● **Exercise aim**
Copy every line from the data below in which the string "sensor" can be found.

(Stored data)
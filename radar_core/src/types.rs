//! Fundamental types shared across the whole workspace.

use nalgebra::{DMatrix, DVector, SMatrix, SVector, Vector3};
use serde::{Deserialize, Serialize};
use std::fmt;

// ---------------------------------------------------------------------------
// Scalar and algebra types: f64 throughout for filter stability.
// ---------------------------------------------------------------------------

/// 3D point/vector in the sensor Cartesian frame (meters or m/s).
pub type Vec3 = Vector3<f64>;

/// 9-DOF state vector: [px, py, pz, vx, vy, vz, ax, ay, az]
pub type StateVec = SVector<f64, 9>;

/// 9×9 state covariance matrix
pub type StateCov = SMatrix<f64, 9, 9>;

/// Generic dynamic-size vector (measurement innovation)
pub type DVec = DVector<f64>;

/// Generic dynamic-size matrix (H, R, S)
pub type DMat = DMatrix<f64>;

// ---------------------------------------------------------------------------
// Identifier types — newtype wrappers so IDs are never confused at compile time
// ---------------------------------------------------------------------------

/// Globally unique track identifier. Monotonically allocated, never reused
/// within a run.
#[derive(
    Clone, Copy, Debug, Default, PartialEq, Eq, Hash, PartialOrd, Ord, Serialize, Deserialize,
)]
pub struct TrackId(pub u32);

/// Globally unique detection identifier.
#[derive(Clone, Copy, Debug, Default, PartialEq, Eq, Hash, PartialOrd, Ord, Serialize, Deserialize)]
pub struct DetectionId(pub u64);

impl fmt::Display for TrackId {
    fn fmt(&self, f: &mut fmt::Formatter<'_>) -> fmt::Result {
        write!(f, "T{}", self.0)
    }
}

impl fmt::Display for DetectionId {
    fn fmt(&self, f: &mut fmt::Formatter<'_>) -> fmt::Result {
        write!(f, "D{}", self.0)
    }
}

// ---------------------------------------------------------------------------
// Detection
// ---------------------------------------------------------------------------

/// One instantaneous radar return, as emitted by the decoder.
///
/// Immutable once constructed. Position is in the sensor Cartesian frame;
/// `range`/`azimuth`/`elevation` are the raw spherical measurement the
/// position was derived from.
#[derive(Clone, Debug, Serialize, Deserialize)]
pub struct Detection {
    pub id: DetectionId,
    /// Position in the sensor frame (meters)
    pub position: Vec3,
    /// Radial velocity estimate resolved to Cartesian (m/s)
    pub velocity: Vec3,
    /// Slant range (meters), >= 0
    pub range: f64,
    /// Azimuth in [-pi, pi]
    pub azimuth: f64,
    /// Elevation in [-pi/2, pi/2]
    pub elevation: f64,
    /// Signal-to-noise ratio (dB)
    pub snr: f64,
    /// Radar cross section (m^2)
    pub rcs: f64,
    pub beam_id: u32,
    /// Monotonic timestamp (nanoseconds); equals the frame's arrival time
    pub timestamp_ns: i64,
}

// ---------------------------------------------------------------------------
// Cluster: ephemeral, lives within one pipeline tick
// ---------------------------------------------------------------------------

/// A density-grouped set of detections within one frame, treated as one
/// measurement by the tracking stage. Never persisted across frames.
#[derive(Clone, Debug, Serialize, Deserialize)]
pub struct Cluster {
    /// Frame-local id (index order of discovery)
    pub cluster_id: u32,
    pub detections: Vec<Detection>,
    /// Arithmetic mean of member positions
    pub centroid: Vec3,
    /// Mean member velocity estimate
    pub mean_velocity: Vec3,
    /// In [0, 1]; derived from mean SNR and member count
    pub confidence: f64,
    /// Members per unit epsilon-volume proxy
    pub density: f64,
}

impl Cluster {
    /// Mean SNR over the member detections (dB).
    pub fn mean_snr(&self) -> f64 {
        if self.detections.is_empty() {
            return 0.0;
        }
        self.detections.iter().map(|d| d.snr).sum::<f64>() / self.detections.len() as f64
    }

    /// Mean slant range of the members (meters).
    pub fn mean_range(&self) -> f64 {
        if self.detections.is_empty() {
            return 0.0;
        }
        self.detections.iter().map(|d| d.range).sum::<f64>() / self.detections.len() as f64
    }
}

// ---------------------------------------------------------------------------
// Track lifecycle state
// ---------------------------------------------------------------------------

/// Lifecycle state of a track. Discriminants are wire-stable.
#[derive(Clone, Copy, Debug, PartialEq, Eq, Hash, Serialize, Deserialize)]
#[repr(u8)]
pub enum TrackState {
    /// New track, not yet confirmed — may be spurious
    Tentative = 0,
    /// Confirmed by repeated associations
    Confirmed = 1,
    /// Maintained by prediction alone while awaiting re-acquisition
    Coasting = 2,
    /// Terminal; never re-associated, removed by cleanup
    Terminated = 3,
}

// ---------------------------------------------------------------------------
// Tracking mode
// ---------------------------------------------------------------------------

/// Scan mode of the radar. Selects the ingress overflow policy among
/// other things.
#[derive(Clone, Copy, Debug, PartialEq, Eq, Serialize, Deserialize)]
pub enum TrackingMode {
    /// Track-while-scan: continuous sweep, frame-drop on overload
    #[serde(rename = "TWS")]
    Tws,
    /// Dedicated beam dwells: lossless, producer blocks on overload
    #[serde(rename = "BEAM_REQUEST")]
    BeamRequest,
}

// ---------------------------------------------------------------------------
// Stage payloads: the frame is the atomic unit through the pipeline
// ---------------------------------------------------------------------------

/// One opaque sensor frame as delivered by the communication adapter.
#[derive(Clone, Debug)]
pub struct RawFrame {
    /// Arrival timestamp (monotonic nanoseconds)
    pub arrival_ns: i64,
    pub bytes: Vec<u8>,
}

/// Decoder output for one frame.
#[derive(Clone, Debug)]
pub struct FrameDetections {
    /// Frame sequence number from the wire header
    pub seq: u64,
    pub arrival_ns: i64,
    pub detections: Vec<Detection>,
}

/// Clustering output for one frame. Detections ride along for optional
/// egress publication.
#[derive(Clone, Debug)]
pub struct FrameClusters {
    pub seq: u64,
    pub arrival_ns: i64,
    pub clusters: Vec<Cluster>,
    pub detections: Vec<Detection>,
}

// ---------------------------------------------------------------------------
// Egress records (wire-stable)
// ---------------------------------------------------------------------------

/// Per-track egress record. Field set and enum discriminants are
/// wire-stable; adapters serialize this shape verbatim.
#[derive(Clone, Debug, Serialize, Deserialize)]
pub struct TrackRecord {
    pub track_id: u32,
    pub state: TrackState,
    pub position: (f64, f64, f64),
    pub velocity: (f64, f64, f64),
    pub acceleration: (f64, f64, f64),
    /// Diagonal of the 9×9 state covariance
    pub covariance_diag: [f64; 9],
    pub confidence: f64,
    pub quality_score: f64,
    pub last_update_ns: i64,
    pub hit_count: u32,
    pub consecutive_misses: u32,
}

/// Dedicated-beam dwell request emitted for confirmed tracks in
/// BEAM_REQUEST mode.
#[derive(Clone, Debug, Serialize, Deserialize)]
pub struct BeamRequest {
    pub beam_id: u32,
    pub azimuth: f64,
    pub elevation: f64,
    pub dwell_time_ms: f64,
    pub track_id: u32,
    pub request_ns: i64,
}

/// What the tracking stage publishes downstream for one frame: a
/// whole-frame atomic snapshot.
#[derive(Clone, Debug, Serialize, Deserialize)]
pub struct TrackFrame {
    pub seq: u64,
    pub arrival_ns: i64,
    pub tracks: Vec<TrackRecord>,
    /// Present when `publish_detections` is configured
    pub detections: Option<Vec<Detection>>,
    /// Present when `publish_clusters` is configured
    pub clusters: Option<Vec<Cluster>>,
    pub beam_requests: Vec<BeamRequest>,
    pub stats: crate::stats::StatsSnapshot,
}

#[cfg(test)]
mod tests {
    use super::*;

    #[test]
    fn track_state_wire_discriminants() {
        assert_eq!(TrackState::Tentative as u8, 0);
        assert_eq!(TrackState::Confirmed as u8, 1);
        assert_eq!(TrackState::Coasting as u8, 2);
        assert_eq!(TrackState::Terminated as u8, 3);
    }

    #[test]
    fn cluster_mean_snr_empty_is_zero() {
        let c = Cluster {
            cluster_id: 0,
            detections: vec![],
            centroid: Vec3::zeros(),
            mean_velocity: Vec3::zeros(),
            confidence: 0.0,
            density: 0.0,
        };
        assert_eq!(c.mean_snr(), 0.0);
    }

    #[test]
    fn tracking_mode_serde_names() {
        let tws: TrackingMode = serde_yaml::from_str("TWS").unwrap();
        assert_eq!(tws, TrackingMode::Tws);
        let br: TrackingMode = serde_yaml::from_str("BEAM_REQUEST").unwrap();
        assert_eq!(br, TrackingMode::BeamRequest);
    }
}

● **Expected output**
/// 3D point/vector in the sensor Cartesian frame (meters or m/s).
/// Immutable once constructed. Position is in the sensor Cartesian frame;
    /// Position in the sensor frame (meters)
/// One opaque sensor frame as delivered by the communication adapter.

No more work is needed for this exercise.